Elmers End Cemetery or ‘Beckenham Cemetery and Crematorium’ or, to give it its original title, the ‘Crystal Palace District Cemetery Co.’
By Ellen Barbett
It covers 50 acres and was opened in 1876. But why here, sandwiched between a railway line and a sewage works? My guess is that the answer to that could be two fold. The arrival of the Crystal Palace a couple of miles up the hill, 22 years earlier had resulted in the growth of a wealthy population living in houses up on the Sydenham Heights and all the way down to Sydenham, Anerley, Beckenham and Croydon. The local churches and burial grounds were becoming unhealthily full.
And the other reason?
Privately owned cemeteries were big business in the middle of the 19th Century. The ‘Magnificent Seven’ cemeteries, privately created and funded, had been opened around London between 1833 and 1841. West Norwood Cemetery, opened in 1836, was known as the Millionaires cemetery for the opulence and grandeur of its memorials.
So, maybe the Joint Stock Cemetery Company Ltd who purchased 48 acres of land for the purpose of a new burial-ground, to be opened nearthe Crystal Palace’, had found a gap in the market.
From The Penny Illustrated Paper, 17 July, 1875’
‘One such place is shortly to be opened in that quiet, beautiful slope about a mile on the southern side of the Crystal Palace, between Anerley and Elmer’s End railway stations, a space bounded on the southern side by South Norwood. It is to occupy forty-one acres, and has already been made over to a company, who allege that a new cemetery there has become necessary because of the Croydon Burial Board having reserved their cemetery for exclusive use of the parishioners. There is very little doubt that the undertaking will be commercially successful, for within a circle of less than four miles of this place there is a population of some 125,000; and some existing cemeteries are amongst the best investments in the share market, even though, in the nature of things, they are of terminable value’.

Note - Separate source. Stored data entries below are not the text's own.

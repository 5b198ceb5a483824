//! DataFrame conversion of finalized tables.

use panel_core::EntityTable;
use panel_model::{CanonicalMonth, MonthlyTable, TradeMetric};
use polars::prelude::{Column, DataFrame};

use crate::error::Result;

/// Name of the month column in every output frame.
pub const MONTH_COLUMN: &str = "month";

/// Month-end dates, e.g. `2024-02-29`.
fn month_labels(months: impl Iterator<Item = CanonicalMonth>) -> Vec<String> {
    months.map(|month| month.end_date().to_string()).collect()
}

/// One row per month: `month`, the six metrics, then the six YoY columns.
pub fn entity_dataframe(table: &EntityTable) -> Result<DataFrame> {
    let months = month_labels(table.rows.iter().map(|row| row.month));
    let mut columns = vec![Column::new(MONTH_COLUMN.into(), months)];

    for metric in TradeMetric::ALL {
        let values: Vec<Option<f64>> = table
            .rows
            .iter()
            .map(|row| row.values[metric.index()])
            .collect();
        columns.push(Column::new(metric.column_name().into(), values));
    }
    for metric in TradeMetric::ALL {
        let values: Vec<Option<f64>> =
            table.rows.iter().map(|row| row.yoy[metric.index()]).collect();
        columns.push(Column::new(metric.yoy_column_name().into(), values));
    }

    Ok(DataFrame::new(columns)?)
}

/// One row per month: `month` followed by the table's columns.
pub fn table_dataframe(table: &MonthlyTable) -> Result<DataFrame> {
    let months = month_labels(table.months());
    let mut columns = vec![Column::new(MONTH_COLUMN.into(), months)];

    for (index, name) in table.columns().iter().enumerate() {
        let values: Vec<Option<f64>> = table.rows().map(|(_, row)| row[index]).collect();
        columns.push(Column::new(name.as_str().into(), values));
    }

    Ok(DataFrame::new(columns)?)
}

#[cfg(test)]
mod tests {
    use super::*;
    use panel_core::annotate_entity;
    use panel_model::{EntitySeries, TradeBundle};
    use polars::prelude::AnyValue;

    #[test]
    fn test_entity_frame_shape() {
        let mut months = EntitySeries::new();
        months.insert(
            CanonicalMonth::new(2024, 1).unwrap(),
            TradeBundle::new().with(TradeMetric::EXPORT_CURRENT, 3.0),
        );
        let df = entity_dataframe(&annotate_entity("杭州市", &months)).unwrap();
        assert_eq!(df.shape(), (1, 13));
        let names: Vec<String> = df
            .get_column_names()
            .iter()
            .map(|name| name.to_string())
            .collect();
        assert_eq!(names[0], "month");
        assert_eq!(names[3], "export_current");
        assert_eq!(names[12], "import_ytd_yoy");
    }

    #[test]
    fn test_month_column_holds_month_end_dates() {
        let mut table = MonthlyTable::with_columns(["settlement"]);
        table.insert_row(CanonicalMonth::new(2024, 2).unwrap(), vec![Some(1.0)]);
        let df = table_dataframe(&table).unwrap();
        assert_eq!(
            df.column(MONTH_COLUMN).unwrap().get(0).unwrap(),
            AnyValue::String("2024-02-29")
        );
    }

    #[test]
    fn test_table_frame_keeps_schema_when_empty() {
        let table = MonthlyTable::with_columns(["settlement", "sale", "balance"]);
        let df = table_dataframe(&table).unwrap();
        assert_eq!(df.shape(), (0, 4));
    }
}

And from Punch, May 16, 1874’
‘NOXIOUS CORPORATE BODIES
Another argument for “Cremation” has appeared in the shape of an advertisement of a Joint Stock Cemetery Company (Limited) which has bought forty-eight acres of land for the purpose of a new burial-ground, to be opened near the Crystal Palace. The Cemetery is to be select; the deceased labouring classes are to be kept out of it by the prohibition of Sunday funerals; exclusiveness which, perhaps, will not prevent injurious drainage into adjoining wells. Its promoters recommend their burial-place as situated in one of the most healthy suburbs of London. This advantage it will cease to possess as soon as a population shall have gathered round it. The citizens of a necropolis cannot emigrate, and they form a corporation with power to add to their number – and use it’.
The cemetery originally had two chapels designed in the 14th century style. The consecrated chapel was demolished in the 1960’s following bomb damage from the 2nd world war. And I understand that the second chapel was converted into a crematorium in 1956.